The integrated analysis of omics datasets covering different levels of molecular organization has become a central task of systems biology. We investigated the transcriptional and metabolic response of yeast exposed to increased (37 degrees C) and lowered (10 degrees C) temperatures relative to optimal reference conditions (28 degrees C) in the context of known metabolic pathways. Pairwise metabolite correlation levels were found to carry more pathway-related information and to extend to farther distances within the metabolic pathway network than associated transcript level correlations.
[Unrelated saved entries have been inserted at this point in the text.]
//! Money types with precise decimal arithmetic
//!
//! This module provides a type-safe representation of monetary values
//! using rust_decimal for precise calculations without floating-point errors.
//! Capital amounts arrive from forms as masked pt-BR strings and travel the
//! wire as plain decimals; both directions live here.

use rust_decimal::Decimal;
use rust_decimal_macros::dec;
use serde::{Deserialize, Serialize};
use std::fmt;
use std::ops::{Add, Sub, Mul, Div, Neg};
use thiserror::Error;

/// Currency codes following ISO 4217
#[derive(Debug, Clone, Copy, PartialEq, Eq, Hash, Serialize, Deserialize)]
#[serde(rename_all = "UPPERCASE")]
pub enum Currency {
    BRL,
    USD,
    EUR,
}

impl Currency {
    /// Returns the number of decimal places for this currency
    pub fn decimal_places(&self) -> u32 {
        2
    }

    /// Returns the currency symbol
    pub fn symbol(&self) -> &'static str {
        match self {
            Currency::BRL => "R$",
            Currency::USD => "$",
            Currency::EUR => "€",
        }
    }

    /// Returns the ISO 4217 code
    pub fn code(&self) -> &'static str {
        match self {
            Currency::BRL => "BRL",
            Currency::USD => "USD",
            Currency::EUR => "EUR",
        }
    }
}

impl fmt::Display for Currency {
    fn fmt(&self, f: &mut fmt::Formatter<'_>) -> fmt::Result {
        write!(f, "{}", self.code())
    }
}

/// Errors that can occur during money operations
#[derive(Debug, Error, PartialEq, Eq)]
pub enum MoneyError {
    #[error("Currency mismatch: cannot operate on {0} and {1}")]
    CurrencyMismatch(String, String),

    #[error("Invalid amount: {0}")]
    InvalidAmount(String),

    #[error("Division by zero")]
    DivisionByZero,

    #[error("Overflow during calculation")]
    Overflow,
}

/// A monetary amount with associated currency
///
/// Money uses rust_decimal for precise arithmetic without floating-point errors.
/// Amounts are stored with 4 decimal places internally so intermediate
/// calculations keep sub-centavo precision.
#[derive(Debug, Clone, Copy, PartialEq, Eq, Hash, Serialize, Deserialize)]
pub struct Money {
    amount: Decimal,
    currency: Currency,
}

impl Money {
    /// Creates a new Money value
    pub fn new(amount: Decimal, currency: Currency) -> Self {
        Self {
            amount: amount.round_dp(4),
            currency,
        }
    }

    /// Creates a BRL amount
    pub fn brl(amount: Decimal) -> Self {
        Self::new(amount, Currency::BRL)
    }

    /// Creates Money from an integer amount in minor units (e.g., centavos)
    pub fn from_minor(minor_units: i64, currency: Currency) -> Self {
        let divisor = Decimal::new(10_i64.pow(currency.decimal_places()), 0);
        Self::new(Decimal::new(minor_units, 0) / divisor, currency)
    }

    /// Parses a masked currency input by keeping only its digits.
    ///
    /// Form fields submit values like `"R$ 1.234,56"`; the digits `123456`
    /// are interpreted as centavos, so the result is `1234.56`.
    pub fn from_centavo_digits(masked: &str) -> Result<Self, MoneyError> {
        let digits: String = masked.chars().filter(|c| c.is_ascii_digit()).collect();
        if digits.is_empty() {
            return Err(MoneyError::InvalidAmount(format!(
                "no digits in {masked:?}"
            )));
        }
        let centavos: i64 = digits
            .parse()
            .map_err(|_| MoneyError::Overflow)?;
        Ok(Self::from_minor(centavos, Currency::BRL))
    }

    /// Creates a zero amount in the specified currency
    pub fn zero(currency: Currency) -> Self {
        Self {
            amount: dec!(0),
            currency,
        }
    }

    /// Returns the amount
    pub fn amount(&self) -> Decimal {
        self.amount
    }

    /// Returns the currency
    pub fn currency(&self) -> Currency {
        self.currency
    }

    /// Returns true if the amount is zero
    pub fn is_zero(&self) -> bool {
        self.amount.is_zero()
    }

    /// Returns true if the amount is positive
    pub fn is_positive(&self) -> bool {
        self.amount.is_sign_positive() && !self.amount.is_zero()
    }

    /// Returns true if the amount is negative
    pub fn is_negative(&self) -> bool {
        self.amount.is_sign_negative()
    }

    /// Returns the absolute value
    pub fn abs(&self) -> Self {
        Self {
            amount: self.amount.abs(),
            currency: self.currency,
        }
    }

    /// Rounds to the currency's standard decimal places
    pub fn round_to_currency(&self) -> Self {
        Self {
            amount: self.amount.round_dp(self.currency.decimal_places()),
            currency: self.currency,
        }
    }

    /// Checked addition that returns an error on currency mismatch
    pub fn checked_add(&self, other: &Money) -> Result<Money, MoneyError> {
        if self.currency != other.currency {
            return Err(MoneyError::CurrencyMismatch(
                self.currency.to_string(),
                other.currency.to_string(),
            ));
        }
        Ok(Self::new(self.amount + other.amount, self.currency))
    }

    /// Checked subtraction that returns an error on currency mismatch
    pub fn checked_sub(&self, other: &Money) -> Result<Money, MoneyError> {
        if self.currency != other.currency {
            return Err(MoneyError::CurrencyMismatch(
                self.currency.to_string(),
                other.currency.to_string(),
            ));
        }
        Ok(Self::new(self.amount - other.amount, self.currency))
    }

    /// Multiplies by a scalar
    pub fn multiply(&self, factor: Decimal) -> Self {
        Self::new(self.amount * factor, self.currency)
    }

    /// Divides by a scalar
    pub fn divide(&self, divisor: Decimal) -> Result<Self, MoneyError> {
        if divisor.is_zero() {
            return Err(MoneyError::DivisionByZero);
        }
        Ok(Self::new(self.amount / divisor, self.currency))
    }

    /// Formats the amount the way pt-BR user-facing text expects,
    /// e.g. `R$ 1.234,56`.
    pub fn display_pt_br(&self) -> String {
        let rounded = self
            .amount
            .round_dp(self.currency.decimal_places())
            .abs();
        let text = format!("{:.2}", rounded);
        let (int_part, frac_part) = text.split_once('.').unwrap_or((text.as_str(), "00"));

        let mut grouped = String::new();
        let digits: Vec<char> = int_part.chars().collect();
        for (i, c) in digits.iter().enumerate() {
            let remaining = digits.len() - i;
            grouped.push(*c);
            if remaining > 1 && remaining % 3 == 1 {
                grouped.push('.');
            }
        }

        let sign = if self.is_negative() { "-" } else { "" };
        format!("{} {}{},{}", self.currency.symbol(), sign, grouped, frac_part)
    }
}

impl fmt::Display for Money {
    fn fmt(&self, f: &mut fmt::Formatter<'_>) -> fmt::Result {
        let dp = self.currency.decimal_places();
        write!(
            f,
            "{} {:.dp$}",
            self.currency.symbol(),
            self.amount,
            dp = dp as usize
        )
    }
}

impl Add for Money {
    type Output = Self;

    fn add(self, other: Self) -> Self {
        self.checked_add(&other)
            .expect("Currency mismatch in Money::add")
    }
}

impl Sub for Money {
    type Output = Self;

    fn sub(self, other: Self) -> Self {
        self.checked_sub(&other)
            .expect("Currency mismatch in Money::sub")
    }
}

impl Neg for Money {
    type Output = Self;

    fn neg(self) -> Self {
        Self::new(-self.amount, self.currency)
    }
}

impl Mul<Decimal> for Money {
    type Output = Self;

    fn mul(self, factor: Decimal) -> Self {
        self.multiply(factor)
    }
}

impl Div<Decimal> for Money {
    type Output = Self;

    fn div(self, divisor: Decimal) -> Self {
        self.divide(divisor).expect("Division by zero in Money::div")
    }
}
Metabolites were detected to correlate stronger to their cognate transcripts (metabolite is reactant of the enzyme encoded by the transcript) than to more remote or randomly chosen transcripts reflecting their close metabolic relationship. We observed a pronounced temporal hierarchy between metabolic and transcriptional molecular responses under heat and cold stress. Changes of metabolites were most significantly correlated to transcripts encoding metabolic enzymes, when metabolites were considered leading in time-lagged correlation analyses. By applying the concept of Granger causality, we detected directed relationships between metabolites and their cognate transcripts. When interpreted as substrate-to-product directions, most of these directed Granger causality pairs agreed with the KEGG-annotated preferred reaction direction. Thus, the introduced Granger causality approach may prove useful for determining the preferred direction of metabolic reactions in cellular systems. The metabolites glutamic acid and serine were identified as central causative metabolites influencing transcript levels at later time points. Selected examples are presented illustrating the intertwined relationships between metabolites and transcripts in the yeast temperature stress adaptation process.